Core switches are big and centrally located, and represent the nexus of the facility. All of the edge switches connect back to the core switch, which generally lives in a rack room or central machine room. Devices local to that area are also often brought directly into the core switch. Core switches are often made very large by stacking multiple switch units – with Cisco, this proprietary cabling system is called Stackwise®. Core switches can also be designed in such a way that they offer redundancy.

Scotts-Illustration EDGE_v_CORE_SWITCHsHere we see a facility of edge and core switches. You can see the edge switches located in each studio, with all local devices connected to them.

From each edge switch, there’s a run back to the core switch. As you can see, if the core switch were to fail, each studio would still be able to function as an “island.”

Other Switch Considerations

We suggest keeping AoIP networks separated and isolated from normal office / enterprise networks. If the networks are not isolated, each network has the potential to adversely impact the other – the guy down the hall streaming video can occupy bandwidth that the AoIP network needs, and the AoIP network can generate enough traffic to make web browsing and other activities somewhat slow.

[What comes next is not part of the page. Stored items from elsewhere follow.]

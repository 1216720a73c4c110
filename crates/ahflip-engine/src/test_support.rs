//! Shared fixtures for engine tests.

use std::sync::Arc;

use ahflip_core::{AuctionId, Finder, ListRequest, Opportunity};
use ahflip_feed::FeedCommand;
use ahflip_session::BoxFuture;
use parking_lot::Mutex;

use crate::collaborators::{
    Collaborators, FeedControl, IdentityRegistry, RelistService, ResultTracker, TrackedPurchase,
};
use crate::error::EngineResult;

pub const BIN_VIEW: &str = r#"{"italic":false,"extra":[{"text":"BIN Auction View"}],"text":""}"#;
pub const CONFIRM: &str = r#"{"italic":false,"extra":[{"text":"Confirm Purchase"}],"text":""}"#;
pub const AUCTION_VIEW: &str = r#"{"italic":false,"extra":[{"text":"Auction View"}],"text":""}"#;

pub const EPOCH_MS: u64 = 1_714_564_800_000;

pub fn opportunity(id: &str, starting_bid: u64, target: u64, purchase_at_ms: Option<u64>) -> Opportunity {
    Opportunity {
        id: AuctionId::new(id),
        finder: Finder::Sniper,
        tag: "HYPERION".to_string(),
        item_name: "§dHyperion".to_string(),
        starting_bid,
        target,
        purchase_at_ms,
    }
}

#[derive(Default)]
pub struct Recorder {
    pub opportunities: Mutex<Vec<(AuctionId, bool)>>,
    pub purchases: Mutex<Vec<(String, u64)>>,
    pub sold: Mutex<Vec<String>>,
    pub listed: Mutex<Vec<ListRequest>>,
    pub delisted: Mutex<Vec<(AuctionId, String)>>,
    pub claimed: Mutex<u32>,
    pub feed: Mutex<Vec<FeedCommand>>,
    pub feed_closed: Mutex<bool>,
    pub deregistered: Mutex<Vec<String>>,
    pub tracked: Mutex<Option<TrackedPurchase>>,
    pub refuse_relist: Mutex<bool>,
}

impl ResultTracker for Recorder {
    fn record_opportunity(&self, opportunity: &Opportunity, racing: bool) {
        self.opportunities
            .lock()
            .push((opportunity.id.clone(), racing));
    }

    fn record_purchase(&self, item_name: &str, price: u64) -> Option<TrackedPurchase> {
        self.purchases.lock().push((item_name.to_string(), price));
        self.tracked.lock().clone()
    }

    fn record_sold(&self, _buyer: &str, item_name: &str, _price: u64) {
        self.sold.lock().push(item_name.to_string());
    }

    fn purchase_of(&self, auction_id: &AuctionId) -> Option<TrackedPurchase> {
        self.tracked
            .lock()
            .clone()
            .filter(|t| &t.auction_id == auction_id)
    }
}

impl RelistService for Recorder {
    fn should_relist(&self, _request: &ListRequest) -> bool {
        !*self.refuse_relist.lock()
    }

    fn allows_external_list(&self) -> bool {
        !*self.refuse_relist.lock()
    }

    fn list(&self, request: ListRequest) -> BoxFuture<'_, EngineResult<()>> {
        Box::pin(async move {
            self.listed.lock().push(request);
            Ok(())
        })
    }

    fn delist(
        &self,
        auction_id: AuctionId,
        item_uuid: String,
        _item_name: String,
    ) -> BoxFuture<'_, EngineResult<()>> {
        Box::pin(async move {
            self.delisted.lock().push((auction_id, item_uuid));
            Ok(())
        })
    }

    fn proceeds_claimed(&self) {
        *self.claimed.lock() += 1;
    }
}

impl FeedControl for Recorder {
    fn send(&self, command: FeedCommand) -> BoxFuture<'_, EngineResult<()>> {
        Box::pin(async move {
            self.feed.lock().push(command);
            Ok(())
        })
    }

    fn close(&self) {
        *self.feed_closed.lock() = true;
    }
}

impl IdentityRegistry for Recorder {
    fn deregister(&self, identity: &str) {
        self.deregistered.lock().push(identity.to_string());
    }
}

pub fn collaborators() -> (Collaborators, Arc<Recorder>) {
    let recorder = Arc::new(Recorder::default());
    let collaborators = Collaborators {
        tracker: recorder.clone(),
        relist: recorder.clone(),
        feed: recorder.clone(),
        registry: recorder.clone(),
    };
    (collaborators, recorder)
}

You can do this by using a large, managed switch to create a separate VLAN for the AoIP network; provided the switch fabric has the capacity, this is fairly safe. However, since you might not have full control of that switch if it’s “owned” by the IT department, we generally prefer to see physical separation of the networks, i.e. not sharing any hardware or infrastructure at all with an office network.

Overall, switches are integral to a larger AoIP ecosystem that includes WheatNet-IP I/O BLADEs, control surfaces, NAVIGATOR software and scripting, talent stations, and processing.